WHAT YOU NEED TO DO
In the listing below, locate the lines that hold "task" and copy them.

DATASET
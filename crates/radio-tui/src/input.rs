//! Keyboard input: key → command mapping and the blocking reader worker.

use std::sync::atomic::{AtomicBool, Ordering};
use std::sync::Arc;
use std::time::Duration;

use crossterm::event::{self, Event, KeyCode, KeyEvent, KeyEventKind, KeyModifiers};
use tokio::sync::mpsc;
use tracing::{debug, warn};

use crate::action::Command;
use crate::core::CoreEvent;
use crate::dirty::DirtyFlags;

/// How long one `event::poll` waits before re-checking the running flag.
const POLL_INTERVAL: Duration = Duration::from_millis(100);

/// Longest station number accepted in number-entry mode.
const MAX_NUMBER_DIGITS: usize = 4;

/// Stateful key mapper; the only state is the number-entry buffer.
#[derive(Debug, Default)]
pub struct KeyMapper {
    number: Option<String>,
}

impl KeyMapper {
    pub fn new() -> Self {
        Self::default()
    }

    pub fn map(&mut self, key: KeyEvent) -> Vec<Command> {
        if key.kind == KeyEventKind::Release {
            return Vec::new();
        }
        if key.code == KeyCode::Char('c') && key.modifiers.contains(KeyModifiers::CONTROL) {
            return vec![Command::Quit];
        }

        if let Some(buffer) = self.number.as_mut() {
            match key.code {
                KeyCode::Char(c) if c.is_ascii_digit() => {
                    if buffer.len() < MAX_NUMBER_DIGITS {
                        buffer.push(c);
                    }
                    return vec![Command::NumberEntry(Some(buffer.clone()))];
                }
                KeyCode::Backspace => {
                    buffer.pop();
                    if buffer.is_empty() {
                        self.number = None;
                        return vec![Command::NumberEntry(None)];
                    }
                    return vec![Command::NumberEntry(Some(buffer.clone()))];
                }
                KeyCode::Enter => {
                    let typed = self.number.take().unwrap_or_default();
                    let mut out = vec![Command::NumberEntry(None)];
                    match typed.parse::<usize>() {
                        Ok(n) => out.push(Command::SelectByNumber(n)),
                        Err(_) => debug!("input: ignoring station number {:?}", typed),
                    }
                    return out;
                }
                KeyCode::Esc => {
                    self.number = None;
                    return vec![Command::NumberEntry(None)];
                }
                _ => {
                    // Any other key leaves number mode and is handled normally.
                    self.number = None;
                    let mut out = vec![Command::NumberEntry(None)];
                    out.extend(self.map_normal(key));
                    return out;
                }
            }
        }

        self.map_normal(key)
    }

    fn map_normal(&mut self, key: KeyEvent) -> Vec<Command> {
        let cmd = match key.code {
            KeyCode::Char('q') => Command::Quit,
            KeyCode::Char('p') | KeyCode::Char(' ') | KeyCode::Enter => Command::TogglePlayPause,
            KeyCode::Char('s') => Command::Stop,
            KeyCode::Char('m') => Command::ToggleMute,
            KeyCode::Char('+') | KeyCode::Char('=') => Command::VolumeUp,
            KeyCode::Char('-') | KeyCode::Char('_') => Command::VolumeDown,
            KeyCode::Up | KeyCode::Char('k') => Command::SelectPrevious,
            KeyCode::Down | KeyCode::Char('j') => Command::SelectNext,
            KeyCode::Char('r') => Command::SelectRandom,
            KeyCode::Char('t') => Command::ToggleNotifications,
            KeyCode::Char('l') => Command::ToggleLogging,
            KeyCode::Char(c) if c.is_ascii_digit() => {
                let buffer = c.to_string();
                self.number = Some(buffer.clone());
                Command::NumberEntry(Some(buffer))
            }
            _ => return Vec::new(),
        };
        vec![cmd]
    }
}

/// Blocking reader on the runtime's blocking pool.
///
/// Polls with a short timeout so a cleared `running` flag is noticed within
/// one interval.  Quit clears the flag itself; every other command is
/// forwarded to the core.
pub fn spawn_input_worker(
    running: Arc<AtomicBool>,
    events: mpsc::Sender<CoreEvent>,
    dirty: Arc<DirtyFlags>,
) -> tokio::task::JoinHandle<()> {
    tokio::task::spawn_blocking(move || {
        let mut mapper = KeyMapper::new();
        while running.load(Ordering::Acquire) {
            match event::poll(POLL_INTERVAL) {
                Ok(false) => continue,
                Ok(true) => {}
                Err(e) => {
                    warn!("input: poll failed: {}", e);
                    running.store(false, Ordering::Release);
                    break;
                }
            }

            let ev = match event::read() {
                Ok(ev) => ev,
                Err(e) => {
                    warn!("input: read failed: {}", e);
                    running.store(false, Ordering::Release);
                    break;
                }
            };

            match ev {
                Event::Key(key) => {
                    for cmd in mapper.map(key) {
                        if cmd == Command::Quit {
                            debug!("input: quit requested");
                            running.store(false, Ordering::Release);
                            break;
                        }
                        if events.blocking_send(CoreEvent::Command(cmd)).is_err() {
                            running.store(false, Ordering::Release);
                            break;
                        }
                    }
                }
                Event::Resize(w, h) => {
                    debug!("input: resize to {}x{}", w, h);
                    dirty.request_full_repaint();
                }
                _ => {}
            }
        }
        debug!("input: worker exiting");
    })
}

SOLVED PROBLEM
) -> tokio::task::JoinHandle<()> {
    tokio::task::spawn_blocking(move || {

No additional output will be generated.